Third-party delivery can fill more seats, but it also leaves restaurants with thinner margins, more ticketing headaches and a heavier load for staff already stretched by labor costs. Operators say the complaints are familiar: theft, aggressive app discounts, customer service problems that land on the restaurant even when the restaurant was not at fault, and fees that cut into revenue when profitability is already tight.

The channel’s rise traces back to McDonald’s testing Uber Eats in about 200 Florida restaurants in December 2016 before expanding delivery to cities including Orlando, Tampa and Miami. That early signal helped make delivery look like a growth engine. Nearly a decade later, operators are describing something closer to an operational squeeze. The work changes on the floor as soon as delivery demand climbs. Front-of-house staff have to keep up with in-person guests while handling digital orders. Kitchen teams manage separate ticket streams and packaging. Managers are left to sort out missing items, late drivers and customer complaints without letting service inside the restaurant fall apart.

AI-generated illustration
AI-generated illustration

That added burden lands in a business with little room to absorb it. The National Restaurant Association’s 2024 Operations Data Abstract said salaries and wages, including benefits, represented a median 36.5% of sales for full-service restaurants in 2022. In that environment, every percentage point lost to a third-party platform is hard to replace. Operators pulling back on delivery, renegotiating contracts or trying to push guests toward direct ordering are making a simple calculation: more sales are not worth much if the work comes with less profit and more stress for the team.

Data visualization chart
Data Visualisation

New York City moved aggressively after restaurants said the economics were getting out of hand. The city first capped third-party delivery fees in 2020 at 15% for delivery and 5% for certain other charges during the pandemic, then made the caps permanent in 2021. Before that, the City Council said some delivery packages charged restaurants 30% or more per order. For many operators, that gap is the entire story. Delivery can add volume, but if the platform takes the margin and the store absorbs the fallout, the extra business becomes another burden for cooks, servers and managers to carry.

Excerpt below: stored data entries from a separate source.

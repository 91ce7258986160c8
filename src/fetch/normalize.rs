//! URL validation and normalization utilities.
//!
//! The same normalizer is used by the endpoint and by the client layer, so a
//! cache key computed on one side always matches the URL fetched on the other.

use std::sync::LazyLock;

use log::debug;
use regex::Regex;

use crate::config::MAX_URL_LENGTH;

static SCHEME_PATTERN: LazyLock<Regex> = LazyLock::new(|| {
    Regex::new(r"^[a-zA-Z][a-zA-Z0-9+.\-]*://").unwrap_or_else(|e| {
        panic!(
            "Failed to compile regex pattern SCHEME_PATTERN: {}. This is a programming error.",
            e
        )
    })
});

/// Normalizes user input into an absolute http(s) URL.
///
/// Trims the input, prepends `https://` when no scheme is present, then checks that
/// the result parses as an absolute URL with an http/https scheme and a host.
/// Input that is empty, contains inner whitespace, exceeds `MAX_URL_LENGTH`, or
/// uses another scheme is rejected.
///
/// Pure and idempotent: `normalize_url(&normalize_url(x)?) == normalize_url(x)`.
///
/// # Returns
///
/// `Some(normalized_url)` if the URL is usable, `None` otherwise.
pub fn normalize_url(input: &str) -> Option<String> {
    let trimmed = input.trim();
    if trimmed.is_empty() {
        return None;
    }

    if trimmed.chars().any(char::is_whitespace) {
        debug!("Rejecting URL with inner whitespace: {trimmed}");
        return None;
    }

    let normalized = if SCHEME_PATTERN.is_match(trimmed) {
        trimmed.to_string()
    } else {
        format!("https://{trimmed}")
    };

    // Check after adding the prefix, which can push a borderline URL over the limit
    if normalized.len() > MAX_URL_LENGTH {
        debug!(
            "Rejecting URL exceeding maximum length ({} > {}): {}...",
            normalized.len(),
            MAX_URL_LENGTH,
            normalized.chars().take(50).collect::<String>()
        );
        return None;
    }

    match url::Url::parse(&normalized) {
        Ok(parsed) => match parsed.scheme() {
            "http" | "https" if parsed.host_str().is_some_and(|h| !h.is_empty()) => {
                Some(normalized)
            }
            _ => {
                debug!("Rejecting unsupported URL: {trimmed}");
                None
            }
        },
        Err(e) => {
            debug!("Rejecting invalid URL {trimmed}: {e}");
            None
        }
    }
}

#[cfg(test)]
mod tests {
    use super::normalize_url;

    #[test]
    fn test_normalize_url_adds_https() {
        assert_eq!(
            normalize_url("example.ru"),
            Some("https://example.ru".to_string())
        );
    }

    #[test]
    fn test_normalize_url_trims_input() {
        assert_eq!(
            normalize_url("  example.ru\n"),
            Some("https://example.ru".to_string())
        );
    }

    #[test]
    fn test_normalize_url_preserves_scheme() {
        assert_eq!(
            normalize_url("http://example.com"),
            Some("http://example.com".to_string())
        );
        assert_eq!(
            normalize_url("https://example.com/contacts"),
            Some("https://example.com/contacts".to_string())
        );
    }

    #[test]
    fn test_normalize_url_rejects_empty() {
        assert_eq!(normalize_url(""), None);
        assert_eq!(normalize_url("   "), None);
    }

    #[test]
    fn test_normalize_url_rejects_not_a_url() {
        assert_eq!(normalize_url("not a url"), None);
    }

    #[test]
    fn test_normalize_url_rejects_other_schemes() {
        assert_eq!(normalize_url("ftp://example.com"), None);
        assert_eq!(normalize_url("javascript://alert(1)"), None);
    }

    #[test]
    fn test_normalize_url_with_port_and_path() {
        assert_eq!(
            normalize_url("example.com:8080/path?query=value"),
            Some("https://example.com:8080/path?query=value".to_string())
        );
    }

    #[test]
    fn test_normalize_url_rejects_too_long() {
        let url = format!("example.com/{}", "a".repeat(2045));
        assert_eq!(normalize_url(&url), None);
    }

    #[test]
    fn test_normalize_url_long_multibyte_input_does_not_panic() {
        let url = format!("пример.рф/{}", "ж".repeat(2000));
        assert_eq!(normalize_url(&url), None);
    }

    use proptest::prelude::*;

    proptest! {
        #[test]
        fn test_url_normalization_idempotent(input in "[ a-zA-Z0-9:/.\\-]{0,40}") {
            if let Some(n1) = normalize_url(&input) {
                let n2 = normalize_url(&n1);
                prop_assert_eq!(Some(n1.clone()), n2,
                    "Normalizing twice should produce same result");
            }
        }

        #[test]
        fn test_url_scheme_handling(domain in "[a-z]{3,20}\\.[a-z]{2,5}") {
            let no_scheme = normalize_url(&domain);
            prop_assert_eq!(no_scheme, Some(format!("https://{}", domain)));

            let http_url = format!("http://{}", domain);
            prop_assert_eq!(normalize_url(&http_url), Some(http_url.clone()));
        }
    }
}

Consumer habits make the channel hard to unwind. USDA research found that restaurant customers shifted toward apps for carryout and delivery during the pandemic. A Purdue Consumer Food Insights Report said around two-thirds of consumers had used a food-ordering app at least once for takeout, delivery or both as of September 2024, and more than half had used one for delivery. That demand helps explain why delivery stays on the menu. It also explains why workers keep feeling the strain when the economics do not match the workload.